Ek olarak, ilk sıra zaten dolu: burada toplu startta olduğu gibi on ila on iki motosiklet yan yana sıkıştırılmış, büyük ve küçük, scooter ve scooter, Vespa ve Moto Guzzi. Yeşile döndüğünde, motorlar sanki basit geçiş bir yarış pistiymiş gibi kükredi.
Neredeyse hiç bisiklet yolunun olmadığı üç milyonluk şehirde, bu Pazar günü teslimat hizmetleri ve Tiber kıyısındaki bisikletçiler hariç sekiz bisikletçiyle tanıştım. Tiber boyunca uzanan bisiklet rotası harikadır ve Tiber Adası’ndan Castel Sant’Angelo’ya yapılan tur kesinlikle bir zevk gezisi için tavsiye edilir.

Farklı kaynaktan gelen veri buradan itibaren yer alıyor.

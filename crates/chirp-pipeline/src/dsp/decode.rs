//! Audio decoding using symphonia.
//!
//! Decodes compressed audio (the provider serves MP3) to mono PCM samples.
//! Decode failures surface as `CorruptInput`, which the deriver treats as a
//! single-item skip that is never retried.

use chirp_core::{PipelineError, PipelineResult};
use std::io::Cursor;
use symphonia::core::audio::SampleBuffer;
use symphonia::core::codecs::{DecoderOptions, CODEC_TYPE_NULL};
use symphonia::core::errors::Error as SymphoniaError;
use symphonia::core::formats::FormatOptions;
use symphonia::core::io::MediaSourceStream;
use symphonia::core::meta::MetadataOptions;
use symphonia::core::probe::Hint;

/// Decoded PCM audio, downmixed to mono.
#[derive(Debug, Clone)]
pub struct DecodedAudio {
    pub samples: Vec<f32>,
    pub sample_rate: u32,
}

impl DecodedAudio {
    pub fn duration_seconds(&self) -> f64 {
        self.samples.len() as f64 / self.sample_rate as f64
    }
}

/// Decode an in-memory audio blob to mono f32 samples.
///
/// Multi-channel audio is downmixed by averaging channels. The source format
/// is probed from the bytes, so the object-store key's extension is not
/// trusted.
pub fn decode_audio(data: Vec<u8>) -> PipelineResult<DecodedAudio> {
    let mss = MediaSourceStream::new(Box::new(Cursor::new(data)), Default::default());

    let probed = symphonia::default::get_probe()
        .format(
            &Hint::new(),
            mss,
            &FormatOptions::default(),
            &MetadataOptions::default(),
        )
        .map_err(|e| PipelineError::CorruptInput(format!("Failed to probe audio format: {}", e)))?;

    let mut format = probed.format;

    let track = format
        .tracks()
        .iter()
        .find(|t| t.codec_params.codec != CODEC_TYPE_NULL)
        .ok_or_else(|| PipelineError::CorruptInput("No audio track found".to_string()))?;

    let track_id = track.id;
    let sample_rate = track
        .codec_params
        .sample_rate
        .ok_or_else(|| PipelineError::CorruptInput("Sample rate not found".to_string()))?;
    let channels = track
        .codec_params
        .channels
        .map(|c| c.count())
        .ok_or_else(|| PipelineError::CorruptInput("Channel count not found".to_string()))?;
    if channels == 0 {
        return Err(PipelineError::CorruptInput("Zero audio channels".to_string()));
    }

    let mut decoder = symphonia::default::get_codecs()
        .make(&track.codec_params, &DecoderOptions::default())
        .map_err(|e| PipelineError::CorruptInput(format!("Unsupported codec: {}", e)))?;

    let mut samples = Vec::new();
    let mut sample_buf: Option<SampleBuffer<f32>> = None;

    loop {
        let packet = match format.next_packet() {
            Ok(packet) => packet,
            // End of stream
            Err(SymphoniaError::IoError(ref e))
                if e.kind() == std::io::ErrorKind::UnexpectedEof =>
            {
                break
            }
            Err(SymphoniaError::ResetRequired) => break,
            Err(e) => {
                return Err(PipelineError::CorruptInput(format!(
                    "Failed to read packet: {}",
                    e
                )))
            }
        };

        if packet.track_id() != track_id {
            continue;
        }

        match decoder.decode(&packet) {
            Ok(decoded) => {
                if sample_buf.is_none() {
                    let spec = *decoded.spec();
                    let capacity = decoded.capacity() as u64;
                    sample_buf = Some(SampleBuffer::new(capacity, spec));
                }
                if let Some(buf) = sample_buf.as_mut() {
                    buf.copy_interleaved_ref(decoded);
                    for frame in buf.samples().chunks_exact(channels) {
                        samples.push(frame.iter().sum::<f32>() / channels as f32);
                    }
                }
            }
            // A corrupt packet is skippable; a broken stream is not.
            Err(SymphoniaError::DecodeError(e)) => {
                tracing::debug!(error = %e, "Skipping undecodable packet");
            }
            Err(e) => {
                return Err(PipelineError::CorruptInput(format!("Decode failed: {}", e)))
            }
        }
    }

    if samples.is_empty() {
        return Err(PipelineError::CorruptInput(
            "No audio frames decoded".to_string(),
        ));
    }

    Ok(DecodedAudio {
        samples,
        sample_rate,
    })
}

#[cfg(test)]
mod tests {
    use super::*;

    fn wav_bytes(samples: &[f32], sample_rate: u32, channels: u16) -> Vec<u8> {
        let spec = hound::WavSpec {
            channels,
            sample_rate,
            bits_per_sample: 32,
            sample_format: hound::SampleFormat::Float,
        };
        let mut cursor = Cursor::new(Vec::new());
        {
            let mut writer = hound::WavWriter::new(&mut cursor, spec).unwrap();
            for &sample in samples {
                writer.write_sample(sample).unwrap();
            }
            writer.finalize().unwrap();
        }
        cursor.into_inner()
    }

    #[test]
    fn decodes_mono_wav() {
        let samples: Vec<f32> = (0..2205)
            .map(|i| (2.0 * std::f32::consts::PI * 440.0 * i as f32 / 22050.0).sin())
            .collect();
        let data = wav_bytes(&samples, 22050, 1);

        let decoded = decode_audio(data).unwrap();
        assert_eq!(decoded.sample_rate, 22050);
        assert_eq!(decoded.samples.len(), 2205);
        assert!((decoded.duration_seconds() - 0.1).abs() < 1e-6);
    }

    #[test]
    fn downmixes_stereo_to_mono() {
        // Left channel all 0.5, right channel all -0.5, interleaved
        let interleaved: Vec<f32> = (0..200)
            .map(|i| if i % 2 == 0 { 0.5 } else { -0.5 })
            .collect();
        let data = wav_bytes(&interleaved, 44100, 2);

        let decoded = decode_audio(data).unwrap();
        assert_eq!(decoded.samples.len(), 100);
        assert!(decoded.samples.iter().all(|s| s.abs() < 1e-6));
    }

    #[test]
    fn garbage_bytes_are_corrupt_input() {
        let result = decode_audio(b"definitely not audio".to_vec());
        assert!(matches!(result, Err(PipelineError::CorruptInput(_))));
    }
}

Bisiklet yolları neredeyse görünmüyor
Ancak arada şehre dolambaçlı bir yoldan gitmek isterseniz, bisikletinizi nehir yatağının yanındaki patikadan dik merdivenlerden – yaklaşık 50 basamak – ter içinde sürüklemeniz gerekir. Çoğu pandemi sırasında ortaya çıkan pop-up’lar olan diğer bisiklet şeritlerini artık tespit etmek zor. Çoğunlukla, işaretleme boyası arabalardan çoktan sıyrılmıştır.
Tiber’in yanındaki patikadan şehre dolambaçlı bir yoldan gitmek isterseniz, bisikletinizi birçok merdiven yukarı taşımalısınız.
Kaynak: Victoria Kraft
Romalıların pandemi sırasında onlarca kilometre bisiklet yolu inşa ettiği veya en azından işaretlediği yönündeki haberler doğru olamaz. Tanıştığım birkaç bisikletçi hep bir ağızdan: “Hayır, hayır, hayır, bu olamaz. Bizim için hiçbir şey yapmadılar! Yeni bisiklet yolları bilmiyorum ve her gün Roma’yı bisikletle dolaşırım. Bir Fiat şubesinde asistan olan 25 yaşındaki Cristina, “Covid’den önce yaptığım gibi, bisikletimle bir egzotik gibi hissediyorum” diyor.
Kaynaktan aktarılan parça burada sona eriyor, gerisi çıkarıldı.